[Dataset entries]
————

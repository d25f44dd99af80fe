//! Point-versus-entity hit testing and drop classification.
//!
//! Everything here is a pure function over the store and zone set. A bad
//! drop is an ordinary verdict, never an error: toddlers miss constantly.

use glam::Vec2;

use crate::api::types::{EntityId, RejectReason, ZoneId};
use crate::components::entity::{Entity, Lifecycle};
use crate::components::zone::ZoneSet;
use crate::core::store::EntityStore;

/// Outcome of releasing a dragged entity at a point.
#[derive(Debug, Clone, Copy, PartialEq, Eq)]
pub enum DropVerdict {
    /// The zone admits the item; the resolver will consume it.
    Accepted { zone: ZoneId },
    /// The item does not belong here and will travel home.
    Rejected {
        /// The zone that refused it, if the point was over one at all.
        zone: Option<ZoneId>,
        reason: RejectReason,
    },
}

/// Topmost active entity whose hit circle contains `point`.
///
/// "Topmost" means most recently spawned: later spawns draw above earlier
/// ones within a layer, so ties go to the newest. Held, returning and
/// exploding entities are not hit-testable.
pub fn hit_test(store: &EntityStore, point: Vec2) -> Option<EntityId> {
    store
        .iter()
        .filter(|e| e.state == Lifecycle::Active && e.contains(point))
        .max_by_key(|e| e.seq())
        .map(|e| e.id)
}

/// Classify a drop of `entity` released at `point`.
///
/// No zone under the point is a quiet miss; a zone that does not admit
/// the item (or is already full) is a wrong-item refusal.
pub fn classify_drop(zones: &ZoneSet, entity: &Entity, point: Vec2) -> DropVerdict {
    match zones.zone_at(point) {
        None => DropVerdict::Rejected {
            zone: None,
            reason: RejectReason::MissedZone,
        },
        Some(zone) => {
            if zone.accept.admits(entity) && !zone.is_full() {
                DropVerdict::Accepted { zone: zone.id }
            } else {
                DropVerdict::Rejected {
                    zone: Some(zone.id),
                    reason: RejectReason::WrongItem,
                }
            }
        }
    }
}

————

### Problem to solve
Would you print exactly, and only, the lines of the data above from the line with "draw above earlier" through the line with "are not hit-testable.", inclusive?

### Exercise answer
/// "Topmost" means most recently spawned: later spawns draw above earlier
/// ones within a layer, so ties go to the newest. Held, returning and
/// exploding entities are not hit-testable.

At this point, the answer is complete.